Ten years after the death of Cardinal Carlo Maria Martini (Turin 1927 – Gallarate 2012), which falls on August 31st, the memory of an undisputed protagonist of the history of the Italian Church of the last forty years remains of him, the legacy of his very intense activity as a refined theologian and distinguished biblical scholar, the memory of his charismatic figure as a bishop who had chosen dialogue as an instrument for pastoral action. But the name of Cardinal Martini – Jesuit, Archbishop of Milan from 1980 to 2002 – also remains linked to one of the most significant pages in the history of Italy: it dates back to 38 years ago and was the striking gesture decided by the red terrorists to indicate the end definitive of the armed struggle in the country.

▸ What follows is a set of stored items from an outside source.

//! Document model
//!
//! Every business record (proposal, policy, claim, vehicle, plan, payment
//! entry, journal entry) is stored as a named document holding a JSON object of
//! fields. Domain crates decode the fields into typed records; writes go
//! through [`crate::ports::DocumentStore::set_fields_if`] so that every
//! change is checked against the state it was computed from.

use chrono::{DateTime, Utc};
use serde::de::DeserializeOwned;
use serde::{Deserialize, Serialize};
use serde_json::{Map, Value};
use std::fmt;
use std::str::FromStr;

use crate::ports::PortError;

/// JSON object holding a document's fields
pub type FieldMap = Map<String, Value>;

/// The kinds of documents the system stores
#[derive(Debug, Clone, Copy, PartialEq, Eq, Hash, PartialOrd, Ord, Serialize, Deserialize)]
pub enum DocType {
    #[serde(rename = "Insurance Proposal")]
    Proposal,
    #[serde(rename = "Insurance Policy")]
    Policy,
    #[serde(rename = "Insurance Claim")]
    Claim,
    #[serde(rename = "Vehicle")]
    Vehicle,
    #[serde(rename = "Payment Entry")]
    PaymentEntry,
    #[serde(rename = "Journal Entry")]
    JournalEntry,
    #[serde(rename = "Insurance Plan")]
    Plan,
}

impl DocType {
    /// Returns the stored label of the document type
    pub fn as_str(&self) -> &'static str {
        match self {
            DocType::Proposal => "Insurance Proposal",
            DocType::Policy => "Insurance Policy",
            DocType::Claim => "Insurance Claim",
            DocType::Vehicle => "Vehicle",
            DocType::PaymentEntry => "Payment Entry",
            DocType::JournalEntry => "Journal Entry",
            DocType::Plan => "Insurance Plan",
        }
    }
}

impl fmt::Display for DocType {
    fn fmt(&self, f: &mut fmt::Formatter<'_>) -> fmt::Result {
        f.write_str(self.as_str())
    }
}

impl FromStr for DocType {
    type Err = PortError;

    fn from_str(s: &str) -> Result<Self, Self::Err> {
        match s {
            "Insurance Proposal" => Ok(DocType::Proposal),
            "Insurance Policy" => Ok(DocType::Policy),
            "Insurance Claim" => Ok(DocType::Claim),
            "Vehicle" => Ok(DocType::Vehicle),
            "Payment Entry" => Ok(DocType::PaymentEntry),
            "Journal Entry" => Ok(DocType::JournalEntry),
            "Insurance Plan" => Ok(DocType::Plan),
            other => Err(PortError::Transformation {
                message: format!("Unknown document type: {}", other),
            }),
        }
    }
}

/// Submission state of a document
#[derive(Debug, Clone, Copy, PartialEq, Eq, Hash, Default, Serialize, Deserialize)]
#[serde(try_from = "u8", into = "u8")]
pub enum DocStatus {
    /// Saved but not submitted
    #[default]
    Draft,
    /// Submitted and locked
    Submitted,
    /// Submitted then cancelled
    Cancelled,
}

impl DocStatus {
    pub fn as_u8(self) -> u8 {
        match self {
            DocStatus::Draft => 0,
            DocStatus::Submitted => 1,
            DocStatus::Cancelled => 2,
        }
    }

    pub fn is_submitted(self) -> bool {
        self == DocStatus::Submitted
    }
}

impl TryFrom<u8> for DocStatus {
    type Error = String;

    fn try_from(value: u8) -> Result<Self, Self::Error> {
        match value {
            0 => Ok(DocStatus::Draft),
            1 => Ok(DocStatus::Submitted),
            2 => Ok(DocStatus::Cancelled),
            other => Err(format!("Invalid docstatus: {}", other)),
        }
    }
}

impl From<DocStatus> for u8 {
    fn from(status: DocStatus) -> u8 {
        status.as_u8()
    }
}

impl From<DocStatus> for Value {
    fn from(status: DocStatus) -> Value {
        Value::from(status.as_u8())
    }
}

/// A stored document
#[derive(Debug, Clone, PartialEq, Serialize, Deserialize)]
pub struct Document {
    pub doctype: DocType,
    pub name: String,
    /// Incremented on every successful write
    pub version: u64,
    pub fields: FieldMap,
    pub modified: DateTime<Utc>,
}

impl Document {
    /// Creates a fresh, unsaved document at version 1
    pub fn new(doctype: DocType, name: impl Into<String>, fields: FieldMap) -> Self {
        Self {
            doctype,
            name: name.into(),
            version: 1,
            fields,
            modified: Utc::now(),
        }
    }

    /// Returns a field value, treating JSON null as absent
    pub fn get(&self, field: &str) -> Option<&Value> {
        self.fields.get(field).filter(|v| !v.is_null())
    }

    /// Returns a string field
    pub fn get_str(&self, field: &str) -> Option<&str> {
        self.get(field).and_then(Value::as_str)
    }

    /// Returns the document's submission state (draft when unset)
    pub fn docstatus(&self) -> DocStatus {
        self.get("docstatus")
            .and_then(Value::as_u64)
            .and_then(|v| u8::try_from(v).ok())
            .and_then(|v| DocStatus::try_from(v).ok())
            .unwrap_or_default()
    }

    /// Decodes the fields into a typed record
    pub fn decode<T: DeserializeOwned>(&self) -> Result<T, PortError> {
        serde_json::from_value(Value::Object(self.fields.clone())).map_err(|e| {
            PortError::Transformation {
                message: format!("{} {}: {}", self.doctype, self.name, e),
            }
        })
    }

    /// Returns true if every precondition holds against this document
    pub fn satisfies(&self, preconditions: &[Precondition]) -> bool {
        preconditions.iter().all(|p| p.holds(self))
    }

    /// Merges updates into the fields and bumps the version
    pub fn apply(&mut self, updates: FieldMap) {
        for (key, value) in updates {
            self.fields.insert(key, value);
        }
        self.version += 1;
        self.modified = Utc::now();
    }
}

/// A condition a document must satisfy for a conditional write to proceed
#[derive(Debug, Clone, PartialEq, Serialize, Deserialize)]
#[serde(tag = "kind", rename_all = "snake_case")]
pub enum Precondition {
    /// The field holds exactly this value
    FieldEquals { field: String, value: Value },
    /// The field is missing or null
    FieldAbsent { field: String },
    /// The document is still at this version
    Version { version: u64 },
}

impl Precondition {
    pub fn field_equals(field: impl Into<String>, value: impl Into<Value>) -> Self {
        Precondition::FieldEquals {
            field: field.into(),
            value: value.into(),
        }
    }

    pub fn field_absent(field: impl Into<String>) -> Self {
        Precondition::FieldAbsent { field: field.into() }
    }

    pub fn version(version: u64) -> Self {
        Precondition::Version { version }
    }

    /// Evaluates the precondition against a document
    pub fn holds(&self, document: &Document) -> bool {
        match self {
            Precondition::FieldEquals { field, value } => {
                document.fields.get(field).unwrap_or(&Value::Null) == value
            }
            Precondition::FieldAbsent { field } => document.get(field).is_none(),
            Precondition::Version { version } => document.version == *version,
        }
    }
}

impl fmt::Display for Precondition {
    fn fmt(&self, f: &mut fmt::Formatter<'_>) -> fmt::Result {
        match self {
            Precondition::FieldEquals { field, value } => write!(f, "{} = {}", field, value),
            Precondition::FieldAbsent { field } => write!(f, "{} is empty", field),
            Precondition::Version { version } => write!(f, "version = {}", version),
        }
    }
}

/// Equality query over documents of one type
#[derive(Debug, Clone, PartialEq)]
pub struct DocumentQuery {
    pub doctype: DocType,
    /// Field equality filters, all of which must match
    pub filters: FieldMap,
    pub limit: Option<u32>,
}

impl DocumentQuery {
    pub fn new(doctype: DocType) -> Self {
        Self {
            doctype,
            filters: FieldMap::new(),
            limit: None,
        }
    }

    /// Adds an equality filter
    pub fn filter(mut self, field: impl Into<String>, value: impl Into<Value>) -> Self {
        self.filters.insert(field.into(), value.into());
        self
    }

    pub fn limit(mut self, limit: u32) -> Self {
        self.limit = Some(limit);
        self
    }

    /// Returns true if the document matches every filter
    pub fn matches(&self, document: &Document) -> bool {
        document.doctype == self.doctype
            && self
                .filters
                .iter()
                .all(|(field, value)| document.fields.get(field).unwrap_or(&Value::Null) == value)
    }
}

#[cfg(test)]
mod tests {
    use super::*;
    use serde_json::json;

    fn claim(fields: Value) -> Document {
        let Value::Object(map) = fields else { panic!("object expected") };
        Document::new(DocType::Claim, "CLM-1", map)
    }

    #[test]
    fn test_field_absent_treats_null_as_absent() {
        let doc = claim(json!({"status": "Approved", "settlement_journal_entry": null}));
        assert!(Precondition::field_absent("settlement_journal_entry").holds(&doc));
        assert!(Precondition::field_absent("missing").holds(&doc));
        assert!(!Precondition::field_absent("status").holds(&doc));
    }

    #[test]
    fn test_apply_bumps_version() {
        let mut doc = claim(json!({"status": "Reported"}));
        let mut updates = FieldMap::new();
        updates.insert("status".into(), json!("Survey Assigned"));
        doc.apply(updates);
        assert_eq!(doc.version, 2);
        assert_eq!(doc.get_str("status"), Some("Survey Assigned"));
    }

    #[test]
    fn test_docstatus_defaults_to_draft() {
        let doc = claim(json!({}));
        assert_eq!(doc.docstatus(), DocStatus::Draft);
        let doc = claim(json!({"docstatus": 1}));
        assert_eq!(doc.docstatus(), DocStatus::Submitted);
    }

    #[test]
    fn test_doctype_round_trips_through_label() {
        for doctype in [DocType::Proposal, DocType::Policy, DocType::Claim, DocType::Vehicle, DocType::Plan] {
            assert_eq!(doctype.as_str().parse::<DocType>().unwrap(), doctype);
        }
    }
}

It was June 13, 1984: in the Archbishopric of Milan a stranger presented himself to the then secretary of Cardinal Martini, Don Paolo Cortesi, and, while the latter was on the phone, he left three bags on a table, containing two Kalashnikov rifles with magazines, a beretta rifle, an automatic musket, three pistols, a bazooka rocket, four hand grenades, two magazines and one hundred and forty bullets. It was the arsenal of the “Revolutionary Communist Committees”, a left-wing terrorist group, believed to be contiguous to the Red Brigades, which in the second half of the seventies had signed some sensational bloody actions. The arsenal was handed over to Cardinal Martini, a charismatic figure in Milan, to signify the surrender of the terrorists, but also to solicit a mediation by the Church for “human, social and political reconciliation”. The man said nothing and left. Cardinal Martini, informed by the secretary, called the authorities, and the weapons were taken over by the police. The cardinal chose silence on that emblematic gesture of the now former terrorists, and the fact emerged only a few days later during a trial of about 200 defendants, many of them accused of an armed gang. Among these Ernesto Balducchi, who on May 27, 1984, from the prison of San Vittore, sent a letter to Cardinal Martini asking for the intervention of the Church in a sort of mediation for the resumption of dialogue with the State. Among other things, the document said: “We entrust our weapons to you”. It was thought of a figurative delivery.

The episode of that June 13, however, gave substance to what was written in the letter, to which the Archbishop had replied. Two days before the stranger presented himself, described by Don Cortesi as a young man between 25 and 30 years old, about one meter and eighty tall, the cardinal’s secretary himself had received a phone call from an anonymous man who claimed to have some material to deliver to the Archbishop of Milan. It was thought on that occasion that these were homages that were usually given to the Cardinal. When the news of the handing over of the weapons by the terrorists to Cardinal Martini became public, a spokesman for the archbishopric gave an official version: “On the morning of June 13, a man presented himself to the Archbishop’s secretariat who handed over three bags for Cardinal Martini, leaving immediately. When, at a later time, the three bags were opened, revealing weapons in them, the competent authorities were immediately notified and arranged for them to be withdrawn by the police “. “No, I was not afraid”, Cardinal Martini told the journalist Aldo Maria Valli a few years later, who reported that conversation in his book “The Story of a Man”. “When they brought the bags with the weapons – said the cardinal – I called the prefect. He arrived and I said: well, let’s open the bags. He was horrified and exclaimed: for heaven’s sake, let’s not touch anything! A curious situation. I’m afraid that a little bit ” my secretary at the time was afraid “.